A long-lost American pilot will finally be laid to rest Saturday, April 8, in High Falls. Second Lt. Robert Hoyle Upchurch, flying his P40 -N-20 on his first mission with the famed “Flying Tigers” of the 23rd Fighter Group, 74th Squadron, disappeared into the mists of China on Oct. 6, 1944. As his cremated remains are interred in the little cemetery outside High Falls United Methodist Church, jets from Pope Air Force Base — now home to the Flying Tigers — will streak overhead in a “missing man” formation to honor one of their own.
Some time later, the haunting drone of one of the last of the World War II P-40 fighters will echo down the banks of Deep River, as Jerry Yeagan pilots his restored aircraft overhead in a final tribute to the lost airman.
For years, the family knew only that Upchurch had been lost, like many, in the midst of furious fighting against Japanese invaders of China over the mountainous terrain on The Burma Front. Six months after he went missing, his mother had written seeking to find out whatever she could about her son and what hope there might be for his survival. Chaplain Albert Buckley answer-ed, in sad detail. “I am going to recount the mission of Oct. 6, and thus give you all the information we have,” he wrote. “Your son, with a number of other pilots, took off from their base on a strafing mission to the Hengyang, Lingling area. They completed the mission and landed at Linchow to refuel. They then departed from there to their home base.” Members of the group had to thread their way through rough country, and the weather closed in. “En route, they encountered bad weather, and your son was last sighted about 100 miles west of Kanchow, China, climbing through the overcast but dangerously close to the mountains,” Buckley wrote. The rest of the flight turned back and sought a different route, according to the official search report. “Sometime later we received a report from the Chinese net that a plane crashed and burned at Shangpaow (90 miles west of Kanchow),” Buckley wrote, saying that he could not encourage any reasonable hope that Hoyle Upchurch survived — though nothing was certain.
“No identification of the pilot or plane was possible,” he wrote. “Since there was no means of identification, we cannot be absolutely sure it was Bob and thus his status remains ‘missing in action.’ It is a difficult task for me to write this, because I realize it just about reduces to a minimum any hope you have for your son’s return, but I cannot bear to see you enduring the future months, yes, and even years in constant expectation of some favorable report.” The chaplain did his best to offer words of comfort to a mother in High Falls. “Be assured that Bob was ready to meet his Divine Master if Almighty God saw fit to take him from this vale of tears,” he wrote. “If I can be of any further service, please feel free to write to me.”
Some 60 years later, last May, remains of an American pilot were discovered in a Chinese cemetery.

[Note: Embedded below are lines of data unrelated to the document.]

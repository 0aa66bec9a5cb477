//! Bounded pool running generation calls off the command handler.

use std::sync::Arc;

use async_trait::async_trait;
use log::debug;
use tokio::sync::Semaphore;

use crate::error::{BotError, Result};
use crate::types::Turn;

/// A backend that turns a conversation into a reply.
#[async_trait]
pub trait Generator: Send + Sync {
    /// Returns `Ok(None)` when the backend produced no usable text.
    async fn generate(&self, turns: &[Turn]) -> Result<Option<String>>;
}

/// Runs generation calls as spawned tasks, at most `size` at a time.
pub struct GenerationPool {
    generator: Arc<dyn Generator>,
    permits: Arc<Semaphore>,
}

impl GenerationPool {
    pub fn new(generator: Arc<dyn Generator>, size: usize) -> Self {
        Self {
            generator,
            permits: Arc::new(Semaphore::new(size.max(1))),
        }
    }

    /// Hand an owned request to a worker and wait for its result.
    ///
    /// # Errors
    ///
    /// Propagates the generator's error, or `Worker` if the task panicked
    /// or the pool was shut down.
    pub async fn submit(&self, request: Vec<Turn>) -> Result<Option<String>> {
        let permit = Arc::clone(&self.permits)
            .acquire_owned()
            .await
            .map_err(|e| BotError::Worker(e.to_string()))?;
        debug!(
            "Dispatching generation with {} turns ({} workers free)",
            request.len(),
            self.permits.available_permits()
        );

        let generator = Arc::clone(&self.generator);
        let task = tokio::spawn(async move {
            let _permit = permit;
            generator.generate(&request).await
        });

        task.await.map_err(|e| BotError::Worker(e.to_string()))?
    }
}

The unknown pilot had been buried with full honors beneath a cross whose Chinese characters identified him only as “American pilot.” Villagers, hearing of the crash, had trekked over mountain paths to bring back the body for a funeral and burial. One 79-year-old man remembered it all, though he had been a boy at the time.
They revered the grave, which was at the foot of a Ming dynasty tower. They tended it and visited it. In May, a team of scientists excavated that grave to take the remains to Hawaii for identification. DNA tests using samples contributed by three Upchurch relatives confirmed Upchurch’s identity.
It brought to a close the long wait — one shared by family who never even met Upchurch.
“As one of the youngest Upchurch nieces and nephews, I never knew Uncle Hoyle but loved him and missed him just the same,” Dale Upchurch said. “I never thought the mystery of his disappearance would ever be solved.” His own son and son-in-law are in wartime military service.
“My wife, Sue, and I have a son-in-law, Heath, who has been in Baghdad, Afghanistan, and South Korea over the past four years,” he said. “Our Son, Dale Jr., has been stationed on the Kitty Hawk in Japan for two years patrolling countries like China, Korea, and Russia.”
The family legend of the missing pilot intensifies his normal concern as a father.
“When we don’t hear from our kids by e-mail or phone, after a couple of weeks we get antsy and apprehensive,” he said. “As a nephew to this hero and a father to my other hero, I want to help provide a network for all family members to reunite, bond, and honor our parents, family, and Uncle Hoyle.”
On Wednesday, April 5, Upchurch family members will be waiting at the Raleigh Durham International Airport for the return of Hoyle Upchurch. A military officer will deliver his urn to representatives from Powell Funeral Home.
And the following Saturday, his long journey will end.